**Try it:**
Please copy each line below that contains the string "until".

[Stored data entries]
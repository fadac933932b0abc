//! The connection registry: every live connection, keyed by id.
//!
//! Connection handlers insert themselves on accept and remove themselves
//! on close; any handler can look up another connection to push a
//! notification to it. All access goes through a Tokio `RwLock`, so
//! concurrent pushes (lookups) never wait on each other, and the lock is
//! only held for the duration of a map operation.
//!
//! Each entry also carries an eviction signal. A handler waits on the
//! signal returned by [`ConnectionRegistry::register`] alongside its reads,
//! and stops as soon as another handler calls
//! [`ConnectionRegistry::evict`] on it.

use std::collections::HashMap;
use std::sync::Arc;

use matchforge_transport::{Connection, ConnectionId};
use tokio::sync::{Notify, RwLock};

struct Entry<C> {
    connection: Arc<C>,
    evicted: Arc<Notify>,
}

/// Concurrent map of live connections.
///
/// Cloning the registry is cheap and every clone sees the same map.
pub struct ConnectionRegistry<C: Connection> {
    connections: Arc<RwLock<HashMap<ConnectionId, Entry<C>>>>,
}

// Manual impl: `#[derive(Clone)]` would require `C: Clone`.
impl<C: Connection> Clone for ConnectionRegistry<C> {
    fn clone(&self) -> Self {
        Self {
            connections: Arc::clone(&self.connections),
        }
    }
}

impl<C: Connection> Default for ConnectionRegistry<C> {
    fn default() -> Self {
        Self {
            connections: Arc::new(RwLock::new(HashMap::new())),
        }
    }
}

impl<C: Connection> ConnectionRegistry<C> {
    /// Creates an empty registry.
    pub fn new() -> Self {
        Self::default()
    }

    /// Adds `connection` under its own id, replacing any previous entry.
    ///
    /// Returns the entry's eviction signal. It fires once
    /// [`evict`](Self::evict) is called for this id, even if nobody was
    /// waiting on it at that moment.
    pub async fn register(&self, connection: Arc<C>) -> Arc<Notify> {
        let id = connection.id().clone();
        let evicted = Arc::new(Notify::new());
        let entry = Entry {
            connection,
            evicted: Arc::clone(&evicted),
        };
        self.connections.write().await.insert(id.clone(), entry);
        tracing::debug!(%id, "connection registered");
        evicted
    }

    /// Removes the connection with `id`, returning it if it was present.
    pub async fn unregister(&self, id: &ConnectionId) -> Option<Arc<C>> {
        let removed = self.connections.write().await.remove(id);
        if removed.is_some() {
            tracing::debug!(%id, "connection unregistered");
        }
        removed.map(|entry| entry.connection)
    }

    /// Returns the connection with `id`, or `None` if it is not live.
    pub async fn lookup(&self, id: &ConnectionId) -> Option<Arc<C>> {
        self.connections
            .read()
            .await
            .get(id)
            .map(|entry| Arc::clone(&entry.connection))
    }

    /// Fires the eviction signal of the connection with `id` and returns
    /// it. The entry stays registered until its handler unregisters it.
    pub async fn evict(&self, id: &ConnectionId) -> Option<Arc<C>> {
        let connections = self.connections.read().await;
        let entry = connections.get(id)?;
        entry.evicted.notify_one();
        tracing::debug!(%id, "connection evicted");
        Some(Arc::clone(&entry.connection))
    }

    /// Number of live connections.
    pub async fn len(&self) -> usize {
        self.connections.read().await.len()
    }

    /// Returns `true` if no connection is live.
    pub async fn is_empty(&self) -> bool {
        self.connections.read().await.is_empty()
    }
}
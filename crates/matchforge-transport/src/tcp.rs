//! Raw TCP transport with explicit length-prefixed framing.
//!
//! A single `read()` on a TCP socket can return half a message or two
//! messages at once, so a byte stream is never used as its own framing.
//! Each frame on the wire is:
//!
//! ```text
//! ┌──────────────────────┬──────────────────────────┐
//! │ len: u32 big-endian  │ len bytes of payload     │
//! └──────────────────────┴──────────────────────────┘
//! ```
//!
//! Reads loop until the whole header and the whole payload have arrived,
//! so a frame straddling several segments is reassembled and two frames
//! arriving in one segment are returned one at a time.

use std::net::SocketAddr;

use tokio::io::{AsyncReadExt, AsyncWriteExt};
use tokio::net::tcp::{OwnedReadHalf, OwnedWriteHalf};
use tokio::net::{TcpListener, TcpStream};
use tokio::sync::Mutex;

use crate::{Connection, ConnectionId, Transport, TransportError};

/// Default upper bound on a single frame's payload (64 KiB).
pub const DEFAULT_MAX_FRAME_LEN: usize = 64 * 1024;

/// A length-prefixed TCP [`Transport`].
pub struct FramedTcpTransport {
    listener: TcpListener,
    max_frame_len: usize,
}

impl FramedTcpTransport {
    /// Binds a new framed TCP transport to the given address.
    pub async fn bind(
        addr: &str,
        max_frame_len: usize,
    ) -> Result<Self, TransportError> {
        let listener = TcpListener::bind(addr)
            .await
            .map_err(TransportError::AcceptFailed)?;
        tracing::info!(addr, max_frame_len, "framed TCP transport listening");
        Ok(Self {
            listener,
            max_frame_len,
        })
    }
}

impl Transport for FramedTcpTransport {
    type Connection = FramedTcpConnection;

    async fn accept(&mut self) -> Result<Self::Connection, TransportError> {
        let (stream, addr) = self
            .listener
            .accept()
            .await
            .map_err(TransportError::AcceptFailed)?;
        let conn = FramedTcpConnection::new(
            ConnectionId::from_peer(addr),
            stream,
            self.max_frame_len,
        );
        tracing::debug!(id = %conn.id, "accepted TCP connection");
        Ok(conn)
    }

    fn local_addr(&self) -> std::io::Result<SocketAddr> {
        self.listener.local_addr()
    }
}

/// A single length-prefixed TCP connection.
///
/// Also usable from the client side via [`FramedTcpConnection::connect`].
pub struct FramedTcpConnection {
    id: ConnectionId,
    reader: Mutex<OwnedReadHalf>,
    writer: Mutex<OwnedWriteHalf>,
    max_frame_len: usize,
}

impl FramedTcpConnection {
    fn new(id: ConnectionId, stream: TcpStream, max_frame_len: usize) -> Self {
        let (reader, writer) = stream.into_split();
        Self {
            id,
            reader: Mutex::new(reader),
            writer: Mutex::new(writer),
            max_frame_len,
        }
    }

    /// Opens a client-side framed connection to `addr`.
    pub async fn connect(
        addr: &str,
        max_frame_len: usize,
    ) -> Result<Self, TransportError> {
        let stream = TcpStream::connect(addr)
            .await
            .map_err(TransportError::AcceptFailed)?;
        let peer = stream.peer_addr().map_err(TransportError::AcceptFailed)?;
        Ok(Self::new(ConnectionId::from_peer(peer), stream, max_frame_len))
    }
}

impl Connection for FramedTcpConnection {
    async fn send(&self, data: &[u8]) -> Result<(), TransportError> {
        if data.len() > self.max_frame_len {
            return Err(TransportError::FrameTooLarge {
                len: data.len(),
                max: self.max_frame_len,
            });
        }
        let len = u32::try_from(data.len()).map_err(|_| {
            TransportError::FrameTooLarge {
                len: data.len(),
                max: self.max_frame_len,
            }
        })?;

        let mut writer = self.writer.lock().await;
        writer
            .write_u32(len)
            .await
            .map_err(TransportError::SendFailed)?;
        writer
            .write_all(data)
            .await
            .map_err(TransportError::SendFailed)?;
        writer.flush().await.map_err(TransportError::SendFailed)
    }

    async fn recv(&self) -> Result<Option<Vec<u8>>, TransportError> {
        let mut reader = self.reader.lock().await;

        let mut header = [0u8; 4];
        let mut filled = 0;
        while filled < header.len() {
            let n = reader
                .read(&mut header[filled..])
                .await
                .map_err(TransportError::ReceiveFailed)?;
            if n == 0 {
                if filled == 0 {
                    // EOF on a frame boundary: clean close.
                    return Ok(None);
                }
                return Err(TransportError::ConnectionClosed(
                    "eof inside frame header".into(),
                ));
            }
            filled += n;
        }

        let len = u32::from_be_bytes(header) as usize;
        if len > self.max_frame_len {
            return Err(TransportError::FrameTooLarge {
                len,
                max: self.max_frame_len,
            });
        }

        let mut payload = vec![0u8; len];
        reader
            .read_exact(&mut payload)
            .await
            .map_err(TransportError::ReceiveFailed)?;
        Ok(Some(payload))
    }

    async fn close(&self) -> Result<(), TransportError> {
        self.writer
            .lock()
            .await
            .shutdown()
            .await
            .map_err(TransportError::SendFailed)
    }

    fn id(&self) -> &ConnectionId {
        &self.id
    }
}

**Solution for this task:**
    /// it. The entry stays registered until its handler unregisters it.
//! Reads loop until the whole header and the whole payload have arrived,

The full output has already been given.